You can't get those years back, so are you going to lose even more years trying to be happy with a man who doesn't make you happy? Or are you going to find a way to enjoy the years you have left?

it is so hard to keep telling someone who loves you that you don’t love them

So don't tell him that. Tell him what you want. "I want to go out with my friends and I don't want you to interrupt me while I'm out." "I want peace and quiet when I am ill". If he loved you he would give you those things, so if he says he loves you and he doesn't do those things then you know he's not being honest. Whether you love him or not isn't really the point any more. So you never have to say you don't love him, but finally when (or if) you make you your mind up to go you can just say "I want to leave".

He will now badger badger badger me until I say yes I will give you another go.

He badgers because you give in. You don't have to give in, you just have to make your mind up what you want and stick to it.

I have nowhere to go here even if I didn’t have Covid. Can’t afford to rent somewhere here, no family around here or close enough friends to turn up on their doorstep with kids. My family live 4 hours away, what do I do about school for the children?

So you are mostly with him for practical reasons? Once you decide that he is not your future, you will start to figure out solutions.

draramallama · 20/01/2022 09:57

He is abusing you. This is the cycle of abuse.

I understand that he's conditioned to to believe you need his permission to do anything - but you don't. You don't need his permission to end the relationship.

It's normal to grieve the end of a relationship and to need time to adjust to the change - trays not the same as it being a mistake.

You need to see this through.

Freedom Programme and Women's Aid can both help.

draramallama · 20/01/2022 10:01

it is so hard to keep telling someone who loves you that you don’t love them and don’t want to be with them anymore when they are begging you, crying saying they will do anything to be with you.

That is classic abuser behaviour. He is manipulating you. There are literally textbooks describing him and what he's doing.

Secondly, you don't have to engage with it! When he starts manipulating you, disengage. You don't have to keep telling him you don't love him. You don't have to keep justifying yourself.

If he loved you, he would respect your decisions instead of trying to manipulate and control you.
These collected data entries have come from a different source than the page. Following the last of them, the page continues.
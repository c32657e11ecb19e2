//! One-page MPSC command queue
//!
//! Each worker thread owns one of these queues. Clients are plain
//! application threads and may block, but the worker side is a soft
//! real-time packet loop, so the queue is blocking for producers and
//! lock-free for the single consumer.
//!
//! The whole queue fills exactly one small memory page, laid out as three
//! cache-aligned regions:
//!
//! - a worker block holding the read/write indices and the condition
//!   variable producers sleep on when the ring is full,
//! - a producer block holding the mutex that serialises producers (kept on
//!   its own granule so producer cache ping-pong does not bounce the
//!   worker's lines),
//! - ring storage for the remaining `page/granule - 2` command slots.
//!
//! Indices live in `[0, 2*capacity)`: the queue is empty when they are
//! equal and full when they are `capacity` apart (mod `2*capacity`).

use std::cell::UnsafeCell;
use std::mem::MaybeUninit;
use std::sync::atomic::{AtomicBool, AtomicU32, Ordering};
use std::sync::{Condvar, Mutex, PoisonError};
use std::time::Duration;

use udipe_core::command::{
    DisconnectOptions, RecvOptions, RecvStreamOptions, ReplyStreamOptions, SendOptions,
    SendStreamOptions,
};
use udipe_core::constants::{COMMAND_QUEUE_LEN, EXPECTED_MIN_PAGE_SIZE, FALSE_SHARING_GRANULE};
use udipe_core::time::DURATION_INFINITE;

use crate::future::FutureCell;
use crate::wait_addr;

/// Ring capacity of one queue
pub const CAPACITY: usize = COMMAND_QUEUE_LEN;

/// Index arithmetic domain (twice the capacity disambiguates full/empty)
const INDEX_RANGE: u32 = 2 * CAPACITY as u32;

/// Per-command option payloads
///
/// `Absent` is the poison value of uninitialised and consumed ring slots;
/// it never appears in an enqueued command. Connect options are too large
/// to ride inline and are referenced by their pool slot index instead.
pub enum CommandPayload {
    Absent,
    Connect { slot: u32 },
    Disconnect(DisconnectOptions),
    Send(SendOptions),
    Recv(RecvOptions),
    SendStream(SendStreamOptions),
    RecvStream(RecvStreamOptions),
    ReplyStream(ReplyStreamOptions),
}

impl CommandPayload {
    #[inline]
    pub fn is_absent(&self) -> bool {
        matches!(self, CommandPayload::Absent)
    }
}

/// A complete worker command
///
/// Commands from different client threads land in adjacent ring slots, so
/// each one gets a full false-sharing granule.
#[repr(align(128))]
pub struct Command {
    /// Completion future, filled and signalled when the command finishes
    pub completion: *mut FutureCell,
    pub payload: CommandPayload,
}

// Safety: payloads are Send (callbacks are boxed Send closures) and the
// completion pointer targets a cell both sides access through atomics.
unsafe impl Send for Command {}

const _: () = assert!(
    std::mem::size_of::<Command>() <= FALSE_SHARING_GRANULE,
    "a command must not outgrow its false-sharing granule"
);

/// Worker/client control block
#[repr(C, align(128))]
struct WorkerBlock {
    /// Next slot the worker reads; written by the worker only
    read_idx: AtomicU32,
    /// Next slot producers write; also the futex the worker parks on
    write_idx: AtomicU32,
    /// Producers sleep here while the ring is full
    space: Condvar,
}

/// Client/client control block
#[repr(C, align(128))]
struct ProducerBlock {
    /// Serialises producers; commands are rare, contention is cheap
    lock: Mutex<()>,
}

const _: () = assert!(std::mem::size_of::<WorkerBlock>() <= FALSE_SHARING_GRANULE);
const _: () = assert!(std::mem::size_of::<ProducerBlock>() <= FALSE_SHARING_GRANULE);

/// Multi-producer single-consumer command queue of one worker thread
#[repr(C, align(4096))]
pub struct CommandQueue {
    worker: WorkerBlock,
    producer: ProducerBlock,
    slots: [UnsafeCell<MaybeUninit<Command>>; CAPACITY],
}

const _: () = assert!(std::mem::size_of::<CommandQueue>() == EXPECTED_MIN_PAGE_SIZE);
const _: () = assert!(std::mem::size_of::<CommandQueue>() > EXPECTED_MIN_PAGE_SIZE / 2);

// Safety: slots are published through the index protocol; control blocks
// are atomics plus std sync primitives.
unsafe impl Send for CommandQueue {}
unsafe impl Sync for CommandQueue {}

impl CommandQueue {
    pub fn new() -> CommandQueue {
        CommandQueue {
            worker: WorkerBlock {
                read_idx: AtomicU32::new(0),
                write_idx: AtomicU32::new(0),
                space: Condvar::new(),
            },
            producer: ProducerBlock {
                lock: Mutex::new(()),
            },
            slots: std::array::from_fn(|_| {
                UnsafeCell::new(MaybeUninit::new(Command {
                    completion: std::ptr::null_mut(),
                    payload: CommandPayload::Absent,
                }))
            }),
        }
    }

    pub fn new_boxed() -> Box<CommandQueue> {
        Box::new(Self::new())
    }

    #[inline]
    fn next(idx: u32) -> u32 {
        (idx + 1) % INDEX_RANGE
    }

    #[inline]
    fn distance(read: u32, write: u32) -> u32 {
        (write + INDEX_RANGE - read) % INDEX_RANGE
    }

    /// Enqueue a command, blocking while the ring is full
    ///
    /// Producers publish in strict mutex-acquisition order; the single
    /// consumer preserves it.
    pub fn push(&self, command: Command) {
        debug_assert!(!command.payload.is_absent(), "absent commands cannot be enqueued");
        debug_assert!(!command.completion.is_null());

        let mut guard = self
            .producer
            .lock
            .lock()
            .unwrap_or_else(PoisonError::into_inner);
        let write = loop {
            let read = self.worker.read_idx.load(Ordering::Acquire);
            let write = self.worker.write_idx.load(Ordering::Relaxed);
            if Self::distance(read, write) < CAPACITY as u32 {
                break write;
            }
            // Bounded waits cover the race where the worker signals
            // between our fullness check and the sleep
            let (g, _) = self
                .worker
                .space
                .wait_timeout(guard, Duration::from_millis(1))
                .unwrap_or_else(PoisonError::into_inner);
            guard = g;
        };

        unsafe {
            (*self.slots[write as usize % CAPACITY].get()).write(command);
        }
        // Publishes the slot write to the consumer
        self.worker.write_idx.store(Self::next(write), Ordering::Release);
        drop(guard);

        // The worker can only be parked with its read index equal to the
        // slot just filled (it never sleeps with commands published ahead
        // of it, thanks to the futex value check). Reading the index
        // after the store above therefore catches every parked state.
        if self.worker.read_idx.load(Ordering::Acquire) == write {
            wait_addr::wake_all(&self.worker.write_idx);
        }
    }

    /// Dequeue the next command; parks while empty, returns `None` once
    /// `shutdown` is set and the ring has drained
    ///
    /// Worker side only: no lock is ever taken here.
    pub fn pop(&self, shutdown: &AtomicBool) -> Option<Command> {
        let read = self.worker.read_idx.load(Ordering::Relaxed);
        loop {
            let write = self.worker.write_idx.load(Ordering::Acquire);
            if write == read {
                if shutdown.load(Ordering::Acquire) {
                    return None;
                }
                wait_addr::wait_on_address(&self.worker.write_idx, read, DURATION_INFINITE);
                continue;
            }

            let was_full = Self::distance(read, write) == CAPACITY as u32;
            let command = unsafe {
                let slot = self.slots[read as usize % CAPACITY].get();
                let command = (*slot).assume_init_read();
                // Poison consumed slots so double-reads trip the absent
                // check in debug builds
                #[cfg(debug_assertions)]
                (*slot).write(Command {
                    completion: std::ptr::null_mut(),
                    payload: CommandPayload::Absent,
                });
                command
            };
            self.worker.read_idx.store(Self::next(read), Ordering::Release);
            if was_full {
                // One free slot releases exactly one blocked producer
                self.worker.space.notify_one();
            }
            return Some(command);
        }
    }

    /// Number of commands currently queued (approximate, for diagnostics)
    pub fn len(&self) -> usize {
        let read = self.worker.read_idx.load(Ordering::Acquire);
        let write = self.worker.write_idx.load(Ordering::Acquire);
        Self::distance(read, write) as usize
    }

    pub fn is_empty(&self) -> bool {
        self.len() == 0
    }

    /// Wake the parked consumer (used to broadcast shutdown)
    pub fn wake_consumer(&self) {
        wait_addr::wake_all(&self.worker.write_idx);
    }
}

impl Drop for CommandQueue {
    fn drop(&mut self) {
        // Run destructors of any commands never consumed
        let mut read = *self.worker.read_idx.get_mut();
        let write = *self.worker.write_idx.get_mut();
        while read != write {
            unsafe {
                drop((*self.slots[read as usize % CAPACITY].get()).assume_init_read());
            }
            read = Self::next(read);
        }
    }
}
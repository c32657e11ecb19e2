//! # udipe-core
//!
//! Core types for the udipe UDP I/O engine.
//!
//! This crate is platform-agnostic and contains no OS-specific code.
//! All platform-specific implementations (futex waits, sockets, memory
//! locking, worker threads) live in `udipe-runtime`.
//!
//! ## Modules
//!
//! - `bit_array` - Dense bit array with scan, count and range operations
//! - `command` - Command identifiers, options and result payloads
//! - `time` - Nanosecond durations with reserved sentinel values
//! - `error` - Error types and fatal-exit helpers
//! - `spinlock` - Internal spinlock primitive
//! - `uprint` - Leveled debug printing macros
//! - `env` - Environment variable utilities

pub mod bit_array;
pub mod command;
pub mod env;
pub mod error;
pub mod spinlock;
pub mod time;
pub mod uprint;

// Re-exports for convenience
pub use bit_array::BitArray;
pub use command::{
    CommandId, CommandResult, ConnectOptions, ConnectOutcome, ConnectionId, Direction,
    DisconnectOptions, RecvOptions, RecvOutcome, RecvStreamOptions, ReplyStreamOptions,
    SendOptions, SendOutcome, SendStreamOptions, StreamControl, StreamOutcome, Toggle,
    NOTIFIER_INVALID, NOTIFIER_PENDING,
};
pub use env::{env_get, env_get_bool, env_get_opt};
pub use error::{OpResult, UdipeError};
pub use spinlock::SpinLock;
pub use time::{Deadline, DurationNs, DURATION_DEFAULT, DURATION_INFINITE, DURATION_NONBLOCKING};

/// Constants for memory layout
pub mod constants {
    /// Upper bound on the cache-coherence fetch unit.
    ///
    /// Struct fields written by different threads must not share a granule.
    /// 128 rather than 64 because recent x86_64 parts prefetch cache lines
    /// in adjacent pairs.
    pub const FALSE_SHARING_GRANULE: usize = 128;

    /// Lower bound on the CPU cache line size.
    pub const CACHE_LINE_SIZE: usize = 64;

    /// Expected size of the smallest memory page.
    ///
    /// Used to size structures meant to fill exactly one page. If the
    /// estimate is low on some platform we only waste a little space.
    pub const EXPECTED_MIN_PAGE_SIZE: usize = 4096;

    /// Maximum number of datagram buffers per worker thread.
    ///
    /// One bit-array word tracks availability, hence the limit.
    pub const MAX_BUFFERS: usize = 64;

    /// Number of shared connect-option slots per context.
    ///
    /// Bounded at 32 by the single `u32` availability bitmap that doubles
    /// as the futex clients wait on when every slot is taken.
    pub const NUM_SHARED_OPTIONS: usize = 32;

    /// Command slots in a worker's one-page command queue.
    ///
    /// Two granules are reserved for the control blocks, the rest is ring
    /// storage.
    pub const COMMAND_QUEUE_LEN: usize =
        EXPECTED_MIN_PAGE_SIZE / FALSE_SHARING_GRANULE - 2;

    /// Maximum worker threads per context.
    pub const MAX_WORKERS: usize = 64;
}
Control is not love.

Thisisworsethananticpated · 20/01/2022 10:04

I split 2 years ago
No regrets
But my sons mental health is ducked so
Life is no easier
But I still don’t regret it xx

draramallama · 20/01/2022 10:05

Oh, and I left. I struggled with guilt and fear and obligation like you. It wasn't easy, it was emotional.

But it was the right thing and seeing it through was the right thing. The difficult emotions fade. Life gets better again.

If you stay, life stays shit. Leaving is temporarily difficult but it unlocks the chance for life to get better.

Aquamarine1029 · 20/01/2022 10:05

He’s doesn’t like me going out and will badger me constantly when I am “just checking in” “where are you now” and I’m just so tired of living like it.

This alone is reason enough to leave. Your husband is manipulative, calculating, and abusive. I've never known anyone who regretted leaving a marriage, but I know many who deeply regret staying as long as they did.

Your children are very young which will be much easier on them. Leave now and don't look back.

JM77 · 21/01/2022 20:17

Thank you for your responses. I have arranged to see some properties on Monday and I’m really hoping I can see it through this time. It’s so hard for me to determine if it is abuse or not. He’s not angry if he can’t get in touch with me (always) usually just sad. I don’t want to waste Womens Aid time that should be spent on people that really need it so just trying to sort on my own

OP posts:
Coffee4685 · 21/01/2022 20:42

@JM77 you’re dulling down your own needs. Leave this badgering, critical, angry/sad man. Trust yourself. Look at what you’ve written here and imagine it was your best friend telling you all of this. I bet you wouldn’t tell her to bury her feelings and plough on regardless.

Why do his feelings and comfort trump yours? Why does he get to decide whether you stay or go; isn’t he supposed to be the one who wants you to be happy?